Ms. Brown spread her hands over the desk. Tap, tap, tap, went the nails again. She chewed her purple lip. "I . . . I . . ."

"You're new at this, aren't you?" Beth asked. "Not just new here. They didn't tell you what to do with a kid like me."

"Yes, this is my first day on the job, but I assure you, I will take the best care of you I can, dearie. I'm sure we'll fill out your paperwork somehow and find you a family."

"Tommy at school says no one would want me anyway. He's probably right. Mrs. Hollis sent me away. And so is Mrs. Tyre, right? That's why I'm here. You're moving me again."

"It's not that they didn't want you, dearie," Ms. Brown said quickly. "Mrs. Hollis's license got revoked, and now that Mrs. Tyre will be having her own child, she's expressed concerns about her ability to care for the rest of you. It's got nothing to do with you, Beth. Don't worry a bit. We'll find you a new place to stay for now, and I am on your case! Before you know it, maybe just in a few months, you'll go someplace else, someplace permanent."

Beth was not filled with confidence. "Did you have more questions, Ms. Brown?" she asked.

Ms. Brown blinked behind her green glasses, and her purple lips opened in surprise. "Well, I . . . no. That's all for now, Beth. You can wait outside in the playroom. I'll come get you and your things when we're ready to take you to your new caretakers."

Beth slid off her plastic chair and slipped out into the playroom without a word. Later, when she was building holo-mazes for the holo-ships to fight through on the sim-interface (nicer than any she'd played on before, she'd be sad when she had to stop), playing Shanxi, she heard Ms. Brown talking on her comm.

"I don't know what to do, ma'am. I've never seen this many blanks in a file before. This case—not only are there no parents, there aren't even any of the other usual relatives. No aunt or uncle, no grandparent. No communications, no official records, neither the child nor her previous guardians have made any report of so much as an informal word-of-mouth message by proxy. I can't even trace the name to get parentage—it was given her by the nurse. Just invented off the top of her head. And you know what that means. No parents means no health history, no genetic mapping . . .

"No. I don't even have her ethnicity to make a ballpark guess at what might be going on inside. I can't get a DNA test without sufficient cause or a relative's signature, and there are no relatives," she continued. "The kid seems healthy enough. Nothing to worry about in the medical records. She broke her wrist last year. Fist fight. She has a history of violence, but all of them do down here in one way or another."

Beth had thought Ms. Brown was talking about her. Now she was sure. She'd broken her wrist last year. She listened more closely, making sure to keep the turians and the humans fighting on the sim-interface in case the secretary was watching.

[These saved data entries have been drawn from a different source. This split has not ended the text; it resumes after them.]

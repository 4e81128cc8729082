//! Integration tests for the binding handshake, run over loopback iroh
//! endpoints: the replica listens on its phrase-derived rendezvous
//! identity and the master dials it directly, so no discovery is involved.

use std::net::{IpAddr, Ipv4Addr, SocketAddr};

use iroh::{Endpoint, NodeAddr};
use tokio_util::sync::CancellationToken;

use ::common::crypto::VaultKeys;
use ::common::db::PeerRecord;
use ::common::peer::bind::{self, BindError, BindListener};

// The rendezvous endpoint binds unspecified addresses; rewrite them to
// loopback so the master can dial without discovery.
fn dialable_addr(listener: &BindListener) -> NodeAddr {
    let direct: Vec<SocketAddr> = listener
        .bound_sockets()
        .into_iter()
        .filter(|addr| addr.is_ipv4())
        .map(|addr| {
            if addr.ip().is_unspecified() {
                SocketAddr::new(IpAddr::V4(Ipv4Addr::LOCALHOST), addr.port())
            } else {
                addr
            }
        })
        .collect();
    NodeAddr::new(listener.node_id()).with_direct_addresses(direct)
}

#[tokio::test]
async fn handshake_binds_replica_to_master() {
    let phrase = bind::generate_phrase();
    let replica_keys = VaultKeys::replica();
    let (master_keys, _mnemonic) = VaultKeys::create().unwrap();

    let listener = BindListener::bind(&phrase).await.unwrap();
    let target = dialable_addr(&listener);

    let cancel = CancellationToken::new();
    let replica_id = replica_keys.peer_id();
    let accept = tokio::spawn(listener.accept(replica_id, cancel));

    let master_endpoint = Endpoint::builder().bind().await.unwrap();
    let master_id = master_endpoint.node_id();
    let peer_list = vec![PeerRecord::new(master_id.to_string(), Vec::new())];

    let record = bind::bind_peer_at(
        &master_endpoint,
        target,
        &phrase,
        &master_keys,
        peer_list,
        vec!["192.0.2.1:13000".into()],
    )
    .await
    .unwrap();

    // The master learned the replica's durable identity, not the
    // rendezvous one.
    assert_eq!(record.peer_id, replica_id.to_string());

    // And the replica installed the master's trust material.
    let outcome = accept.await.unwrap().unwrap();
    assert_eq!(
        outcome.master_pub.to_bytes(),
        master_keys.master_pub_bytes().unwrap()
    );
    assert_eq!(outcome.master_peer.peer_id, master_id.to_string());
    assert_eq!(outcome.master_peer.addrs, vec!["192.0.2.1:13000"]);
    assert_eq!(outcome.peers.len(), 1);

    master_endpoint.close().await;
}

#[tokio::test]
async fn wrong_phrase_is_rejected_and_listener_keeps_waiting() {
    let phrase = bind::generate_phrase();
    let replica_keys = VaultKeys::replica();
    let (master_keys, _mnemonic) = VaultKeys::create().unwrap();

    let listener = BindListener::bind(&phrase).await.unwrap();
    let target = dialable_addr(&listener);

    let cancel = CancellationToken::new();
    let replica_id = replica_keys.peer_id();
    let accept = tokio::spawn(listener.accept(replica_id, cancel));

    let master_endpoint = Endpoint::builder().bind().await.unwrap();

    // An attacker who found the rendezvous but lacks the phrase fails the
    // mutual challenge and learns nothing.
    let result = bind::bind_peer_at(
        &master_endpoint,
        target.clone(),
        "wrong words every single time",
        &master_keys,
        Vec::new(),
        Vec::new(),
    )
    .await;
    assert!(matches!(
        result,
        Err(BindError::PhraseMismatch) | Err(BindError::Transport(_)) | Err(BindError::InvalidMessage(_))
    ));

    // The listener survives the failed attempt; the real phrase still
    // binds.
    let record = bind::bind_peer_at(
        &master_endpoint,
        target,
        &phrase,
        &master_keys,
        Vec::new(),
        Vec::new(),
    )
    .await
    .unwrap();
    assert_eq!(record.peer_id, replica_id.to_string());

    let outcome = accept.await.unwrap().unwrap();
    assert_eq!(
        outcome.master_pub.to_bytes(),
        master_keys.master_pub_bytes().unwrap()
    );

    master_endpoint.close().await;
}

#[tokio::test]
async fn cancelled_session_stops_waiting() {
    let phrase = bind::generate_phrase();
    let replica_keys = VaultKeys::replica();

    let listener = BindListener::bind(&phrase).await.unwrap();
    let cancel = CancellationToken::new();
    let accept = tokio::spawn(listener.accept(replica_keys.peer_id(), cancel.clone()));

    cancel.cancel();
    let result = accept.await.unwrap();
    assert!(matches!(result, Err(BindError::Cancelled)));
}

"Why don't I have ethnicity? Ma'am, it could be anything. She looks like she might be part aboriginal. Dark, you know. But it could be Latin, or Black, or Greek. Except her eyes are gray and her hair is yellow, I swear. Yeah. Witchy looking little thing. And skinny as a wraith. All elbows and knees. But she could be pretty, maybe. In the right clothes."

Ms. Brown listened a moment, then said, "The real problem is she's got her eyes open, and she's already been in the system too long, ma'am. She's . . . I mean, they told us the children develop trust issues in training, but I never thought . . . she's hard. Six years old, and hard. I promised her I'd find her a family. Well what could I say? But with her file, all those holes in her information? Especially the lack of genetic information . . . no idea what diseases she could develop, or what modifications she might have had. Probably none: the mother gave birth in a charity clinic, probably standard homeless junkie. But no boosters is just as bad as any illegal tailoring, ma'am. I don't know. I just don't know."